Exercise directions:
Please write out every entry below, word for word.

####################

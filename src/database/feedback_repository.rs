//! Postgres feedback repository

use async_trait::async_trait;
use chrono::{DateTime, Utc};
use sqlx::types::Json;
use sqlx::{FromRow, PgPool};
use tracing::{debug, info};

use super::{FeedbackStore, SubmissionFilter};
use crate::error::StoreError;
use crate::feedback::FeedbackSubmission;

const CREATE_TABLE_SQL: &str = r#"
CREATE TABLE IF NOT EXISTS feedback_submissions (
    id                  TEXT PRIMARY KEY,
    user_id             TEXT,
    name                TEXT,
    email               TEXT,
    rating              SMALLINT NOT NULL CHECK (rating BETWEEN 1 AND 5),
    review              TEXT NOT NULL,
    ai_summary          TEXT NOT NULL,
    recommended_actions JSONB NOT NULL DEFAULT '[]'::jsonb,
    user_response       TEXT NOT NULL,
    created_at          TIMESTAMPTZ NOT NULL DEFAULT NOW()
)"#;

const CREATE_INDEX_SQL: &str = r#"
CREATE INDEX IF NOT EXISTS feedback_submissions_created_at_idx
    ON feedback_submissions (created_at DESC)"#;

#[derive(Debug, FromRow)]
struct FeedbackRow {
    id: String,
    user_id: Option<String>,
    name: Option<String>,
    email: Option<String>,
    rating: i16,
    review: String,
    ai_summary: String,
    recommended_actions: Json<Vec<String>>,
    user_response: String,
    created_at: DateTime<Utc>,
}

impl From<FeedbackRow> for FeedbackSubmission {
    fn from(row: FeedbackRow) -> Self {
        Self {
            id: row.id,
            user_id: row.user_id,
            name: row.name,
            email: row.email,
            rating: row.rating.clamp(1, 5) as u8,
            review: row.review,
            ai_summary: row.ai_summary,
            recommended_actions: row.recommended_actions.0,
            user_response: row.user_response,
            created_at: row.created_at,
        }
    }
}

/// Postgres-backed [`FeedbackStore`]
#[derive(Clone, Debug)]
pub struct PgFeedbackStore {
    pool: PgPool,
}

impl PgFeedbackStore {
    pub fn new(pool: PgPool) -> Self {
        Self { pool }
    }

    pub fn pool(&self) -> &PgPool {
        &self.pool
    }

    /// Create the submissions table and index if missing
    pub async fn ensure_schema(&self) -> Result<(), StoreError> {
        sqlx::query(CREATE_TABLE_SQL).execute(&self.pool).await?;
        sqlx::query(CREATE_INDEX_SQL).execute(&self.pool).await?;
        info!("feedback_submissions schema ready");
        Ok(())
    }
}

#[async_trait]
impl FeedbackStore for PgFeedbackStore {
    async fn create(&self, submission: &FeedbackSubmission) -> Result<(), StoreError> {
        sqlx::query(
            r#"INSERT INTO feedback_submissions (id, user_id, name, email, rating, review, ai_summary, recommended_actions, user_response, created_at) VALUES ($1, $2, $3, $4, $5, $6, $7, $8, $9, $10)"#,
        )
        .bind(&submission.id)
        .bind(&submission.user_id)
        .bind(&submission.name)
        .bind(&submission.email)
        .bind(i16::from(submission.rating))
        .bind(&submission.review)
        .bind(&submission.ai_summary)
        .bind(Json(&submission.recommended_actions))
        .bind(&submission.user_response)
        .bind(submission.created_at)
        .execute(&self.pool)
        .await?;

        debug!("Created feedback submission {}", submission.id);
        Ok(())
    }

    async fn list(&self, filter: &SubmissionFilter) -> Result<Vec<FeedbackSubmission>, StoreError> {
        let rows = sqlx::query_as::<_, FeedbackRow>(
            r#"SELECT id, user_id, name, email, rating, review, ai_summary, recommended_actions, user_response, created_at FROM feedback_submissions WHERE ($1::SMALLINT IS NULL OR rating = $1) AND ($2::TEXT IS NULL OR user_id = $2) ORDER BY created_at DESC LIMIT $3"#,
        )
        .bind(filter.rating.map(i16::from))
        .bind(filter.user_id.as_deref())
        .bind(filter.limit.map(|l| l as i64))
        .fetch_all(&self.pool)
        .await?;

        Ok(rows.into_iter().map(FeedbackSubmission::from).collect())
    }

    fn backend_name(&self) -> &str {
        "postgres"
    }
}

####################

Answer box:
filename src/database/feedback_repository.rs
//! Postgres feedback repository

use async_trait::async_trait;
use chrono::{DateTime, Utc};
use sqlx::types::Json;
use sqlx::{FromRow, PgPool};
use tracing::{debug, info};

use super::{FeedbackStore, SubmissionFilter};
use crate::error::StoreError;
use crate::feedback::FeedbackSubmission;

const CREATE_TABLE_SQL: &str = r#"
CREATE TABLE IF NOT EXISTS feedback_submissions (
    id                  TEXT PRIMARY KEY,
    user_id             TEXT,
    name                TEXT,
    email               TEXT,
    rating              SMALLINT NOT NULL CHECK (rating BETWEEN 1 AND 5),
    review              TEXT NOT NULL,
    ai_summary          TEXT NOT NULL,
    recommended_actions JSONB NOT NULL DEFAULT '[]'::jsonb,
    user_response       TEXT NOT NULL,
    created_at          TIMESTAMPTZ NOT NULL DEFAULT NOW()
)"#;

const CREATE_INDEX_SQL: &str = r#"
CREATE INDEX IF NOT EXISTS feedback_submissions_created_at_idx
    ON feedback_submissions (created_at DESC)"#;

#[derive(Debug, FromRow)]
struct FeedbackRow {
    id: String,
    user_id: Option<String>,
    name: Option<String>,
    email: Option<String>,
    rating: i16,
    review: String,
    ai_summary: String,
    recommended_actions: Json<Vec<String>>,
    user_response: String,
    created_at: DateTime<Utc>,
}

impl From<FeedbackRow> for FeedbackSubmission {
    fn from(row: FeedbackRow) -> Self {
        Self {
            id: row.id,
            user_id: row.user_id,
            name: row.name,
            email: row.email,
            rating: row.rating.clamp(1, 5) as u8,
            review: row.review,
            ai_summary: row.ai_summary,
            recommended_actions: row.recommended_actions.0,
            user_response: row.user_response,
            created_at: row.created_at,
        }
    }
}

/// Postgres-backed [`FeedbackStore`]
#[derive(Clone, Debug)]
pub struct PgFeedbackStore {
    pool: PgPool,
}

impl PgFeedbackStore {
    pub fn new(pool: PgPool) -> Self {
        Self { pool }
    }

    pub fn pool(&self) -> &PgPool {
        &self.pool
    }

    /// Create the submissions table and index if missing
    pub async fn ensure_schema(&self) -> Result<(), StoreError> {
        sqlx::query(CREATE_TABLE_SQL).execute(&self.pool).await?;
        sqlx::query(CREATE_INDEX_SQL).execute(&self.pool).await?;
        info!("feedback_submissions schema ready");
        Ok(())
    }
}

#[async_trait]
impl FeedbackStore for PgFeedbackStore {
    async fn create(&self, submission: &FeedbackSubmission) -> Result<(), StoreError> {
        sqlx::query(
            r#"INSERT INTO feedback_submissions (id, user_id, name, email, rating, review, ai_summary, recommended_actions, user_response, created_at) VALUES ($1, $2, $3, $4, $5, $6, $7, $8, $9, $10)"#,
        )
        .bind(&submission.id)
        .bind(&submission.user_id)
        .bind(&submission.name)
        .bind(&submission.email)
        .bind(i16::from(submission.rating))
        .bind(&submission.review)
        .bind(&submission.ai_summary)
        .bind(Json(&submission.recommended_actions))
        .bind(&submission.user_response)
        .bind(submission.created_at)
        .execute(&self.pool)
        .await?;

        debug!("Created feedback submission {}", submission.id);
        Ok(())
    }

    async fn list(&self, filter: &SubmissionFilter) -> Result<Vec<FeedbackSubmission>, StoreError> {
        let rows = sqlx::query_as::<_, FeedbackRow>(
            r#"SELECT id, user_id, name, email, rating, review, ai_summary, recommended_actions, user_response, created_at FROM feedback_submissions WHERE ($1::SMALLINT IS NULL OR rating = $1) AND ($2::TEXT IS NULL OR user_id = $2) ORDER BY created_at DESC LIMIT $3"#,
        )
        .bind(filter.rating.map(i16::from))
        .bind(filter.user_id.as_deref())
        .bind(filter.limit.map(|l| l as i64))
        .fetch_all(&self.pool)
        .await?;

        Ok(rows.into_iter().map(FeedbackSubmission::from).collect())
    }

    fn backend_name(&self) -> &str {
        "postgres"
    }
}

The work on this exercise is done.